Yesterday, the President of the United States spoke on national T.V. and the pandemic became real. The same pandemic that we have been talking about for months. Except it was finally called such. And perhaps because a huge travel plan was put in place without anyone’s notice and because it was clear that perhaps there was no other clear plan in place people have become anxious today. CALM DOWN. Unless this virus was created in some lab (which is doubtful) there is no one to blame for its existence. Unless you want to have a long talk with mother nature. Viruses happen. But guess what? Humans happen too. And our gift is intelligence. So, let’s start using it.

  • The key now is to decrease the spread of this virus. Flattening the curve, if you will. The postponement of major events is vital. The washing of hands. The covering when you cough. The cleaning surfaces. All of them are vital. The rest is theatre. Don’t become part of the drama. The drama is currently a big problem. This is exactly why doctors sometimes do not tell people the whole story. Because panic sets in. It is not time to panic.

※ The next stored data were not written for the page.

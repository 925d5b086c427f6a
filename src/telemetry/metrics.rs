//! Prometheus metrics

use metrics_exporter_prometheus::PrometheusBuilder;
use std::net::{Ipv4Addr, SocketAddr};

/// Counter metric types
#[derive(Debug, Clone, Copy, PartialEq, Eq)]
pub enum CounterMetric {
    /// Aggregated multicall dispatches
    MulticallBatches,
    /// Individual calls inside dispatched batches
    MulticallCalls,
    /// Individual calls that reverted or failed to decode
    MulticallCallFailures,
    /// Subgraph page requests
    SubgraphPages,
    /// Subgraph records skipped because they failed to parse
    SubgraphRecordsSkipped,
}

impl CounterMetric {
    pub fn name(self) -> &'static str {
        match self {
            CounterMetric::MulticallBatches => "prize_savings_multicall_batches_total",
            CounterMetric::MulticallCalls => "prize_savings_multicall_calls_total",
            CounterMetric::MulticallCallFailures => "prize_savings_multicall_call_failures_total",
            CounterMetric::SubgraphPages => "prize_savings_subgraph_pages_total",
            CounterMetric::SubgraphRecordsSkipped => "prize_savings_subgraph_records_skipped_total",
        }
    }
}

/// Increment a counter, labelled by chain
pub fn increment_counter(metric: CounterMetric, chain_id: u64, value: u64) {
    metrics::counter!(metric.name(), "chain_id" => chain_id.to_string()).increment(value);
}

/// Start the Prometheus scrape endpoint on all interfaces
pub fn init_metrics(port: u16) -> anyhow::Result<()> {
    let addr = SocketAddr::from((Ipv4Addr::UNSPECIFIED, port));

    PrometheusBuilder::new()
        .with_http_listener(addr)
        .install()
        .map_err(|e| anyhow::anyhow!("Failed to start metrics exporter: {}", e))?;

    tracing::info!(%addr, "Prometheus metrics exporter listening");
    Ok(())
}
//! GraphQL documents and variable builders

use super::pagination::PageCursor;
use super::GraphQlRequest;
use alloy::primitives::{hex, Address};
use serde_json::json;

pub(crate) const DRAWS_ROOT: &str = "draws";
pub(crate) const PRIZE_CLAIMS_ROOT: &str = "prizeClaims";
pub(crate) const ACCOUNTS_ROOT: &str = "accounts";
pub(crate) const VAULT_OBSERVATIONS_ROOT: &str = "vaultObservations";
pub(crate) const USERS_ROOT: &str = "users";

const PRIZE_CLAIM_FIELDS: &str = r#"
      id
      prizeVault { id }
      winner
      recipient
      tier
      prizeIndex
      payout
      claimReward
      timestamp"#;

const OBSERVATION_FIELDS: &str = r#"
      balance
      delegateBalance
      timestamp
      isNew"#;

/// Subgraph IDs and address filters are lowercase hex
pub(crate) fn address_variable(address: Address) -> String {
    hex::encode_prefixed(address)
}

pub(crate) fn draws_query(draws: PageCursor, claims: PageCursor) -> GraphQlRequest {
    let query = format!(
        r#"query drawsWithClaims($first: Int, $skip: Int, $claimsFirst: Int, $claimsSkip: Int) {{
  draws(first: $first, skip: $skip, orderDirection: asc, orderBy: drawId) {{
    id
    drawId
    prizeClaims(first: $claimsFirst, skip: $claimsSkip, orderDirection: asc, orderBy: timestamp) {{{PRIZE_CLAIM_FIELDS}
    }}
  }}
}}"#
    );

    GraphQlRequest::new(
        query,
        json!({
            "first": draws.first,
            "skip": draws.skip,
            "claimsFirst": claims.first,
            "claimsSkip": claims.skip,
        }),
    )
}

pub(crate) fn user_prizes_query(user: Address, page: PageCursor) -> GraphQlRequest {
    let query = format!(
        r#"query userPrizeClaims($winner: Bytes, $first: Int, $skip: Int) {{
  prizeClaims(where: {{ winner: $winner }}, first: $first, skip: $skip, orderDirection: asc, orderBy: timestamp) {{
    draw {{ drawId }}{PRIZE_CLAIM_FIELDS}
  }}
}}"#
    );

    GraphQlRequest::new(
        query,
        json!({
            "winner": address_variable(user),
            "first": page.first,
            "skip": page.skip,
        }),
    )
}

pub(crate) fn user_observations_query(
    user: Address,
    accounts: PageCursor,
    observations: PageCursor,
) -> GraphQlRequest {
    let query = format!(
        r#"query userObservations($user: String, $first: Int, $skip: Int, $observationsFirst: Int, $observationsSkip: Int) {{
  accounts(where: {{ user: $user }}, first: $first, skip: $skip, orderDirection: asc, orderBy: id) {{
    id
    prizeVault {{ id }}
    observations(first: $observationsFirst, skip: $observationsSkip, orderDirection: asc, orderBy: timestamp) {{{OBSERVATION_FIELDS}
    }}
  }}
}}"#
    );

    GraphQlRequest::new(
        query,
        json!({
            "user": address_variable(user),
            "first": accounts.first,
            "skip": accounts.skip,
            "observationsFirst": observations.first,
            "observationsSkip": observations.skip,
        }),
    )
}

pub(crate) fn vault_observations_query(vault: Address, page: PageCursor) -> GraphQlRequest {
    let query = format!(
        r#"query vaultObservations($vault: String, $first: Int, $skip: Int) {{
  vaultObservations(where: {{ prizeVault: $vault }}, first: $first, skip: $skip, orderDirection: asc, orderBy: timestamp) {{{OBSERVATION_FIELDS}
  }}
}}"#
    );

    GraphQlRequest::new(
        query,
        json!({
            "vault": address_variable(vault),
            "first": page.first,
            "skip": page.skip,
        }),
    )
}

pub(crate) fn users_query(page: PageCursor) -> GraphQlRequest {
    let query = r#"query walletAddresses($first: Int, $skip: Int) {
  users(first: $first, skip: $skip, orderDirection: asc, orderBy: id) {
    id
    address
  }
}"#;

    GraphQlRequest::new(
        query,
        json!({
            "first": page.first,
            "skip": page.skip,
        }),
    )
}

#[cfg(test)]
mod tests {
    use super::*;
    use alloy::primitives::address;

    #[test]
    fn test_address_variable_lowercase() {
        let user = address!("cA11bde05977b3631167028862bE2a173976CA11");
        assert_eq!(
            address_variable(user),
            "0xca11bde05977b3631167028862be2a173976ca11"
        );
    }

    #[test]
    fn test_draws_query_variables() {
        let draws = PageCursor { skip: 1000, first: 1000 };
        let claims = PageCursor { skip: 2000, first: 1000 };
        let request = draws_query(draws, claims);

        assert!(request.query.contains("draws(first: $first, skip: $skip"));
        assert!(request.query.contains("prizeClaims(first: $claimsFirst"));
        assert!(request.query.contains("claimReward"));
        assert_eq!(request.variables["skip"], 1000);
        assert_eq!(request.variables["claimsSkip"], 2000);
        assert_eq!(request.variables["claimsFirst"], 1000);
    }

    #[test]
    fn test_user_queries_filter_by_lowercase_address() {
        let user = address!("cA11bde05977b3631167028862bE2a173976CA11");
        let page = PageCursor::first_page(100);

        let prizes = user_prizes_query(user, page);
        assert_eq!(
            prizes.variables["winner"],
            "0xca11bde05977b3631167028862be2a173976ca11"
        );
        assert!(prizes.query.contains("draw { drawId }"));

        let observations = user_observations_query(user, page, page.next());
        assert_eq!(observations.variables["observationsSkip"], 100);
        assert!(observations.query.contains("accounts(where: { user: $user }"));
    }

    #[test]
    fn test_users_query_serializes() {
        let request = users_query(PageCursor::first_page(10));
        let body = serde_json::to_value(&request).unwrap();
        assert_eq!(body["variables"]["first"], 10);
        assert!(body["query"].as_str().unwrap().contains("users("));
    }
}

It is time to be careful.
  • We need more test kits and they should be free. We should test as many people as possible to get some FACTS. It is the lack of facts that make us all nervous. We will all make sacrifices in one way or another. It will not last forever. Hopefully for weeks or months only. Let’s not CREATE the apocalypse. So, you want to do something useful? Call your representative in D.C. and tell them that if they don’t work toward providing testing, you will never vote for them again.
  • Stop hoarding. It only goes toward creating an atmosphere of panic. It is reasonable to buy groceries for a couple of weeks. But that is all. Toilet paper? Really? If you don’t have toilet paper, then you can always shower after a BM.. Come on people, where is the common sense?
  • Next. The really important thing. Buy a thermometer. Be aware of your body. If you have fever or a new cough that does not go away or shortness of breath. Call your local hospital or doctor. Do not go to the health care office immediately. Tell them your symptoms and they will guide you. Remember. It is estimated that 80% of all infections will be mild. Another 15% will have more intense symptoms. Only a small percent will require hospitalization. Do not overuse the healthcare system like it was toilet paper.
  • There is a saying in medicine: “in an emergency, always take your pulse first”. That means that the last thing you need, when you need to think clearly, is to panic. So, take your pulse first. Don’t panic. We will get through this. And I predict better than expected.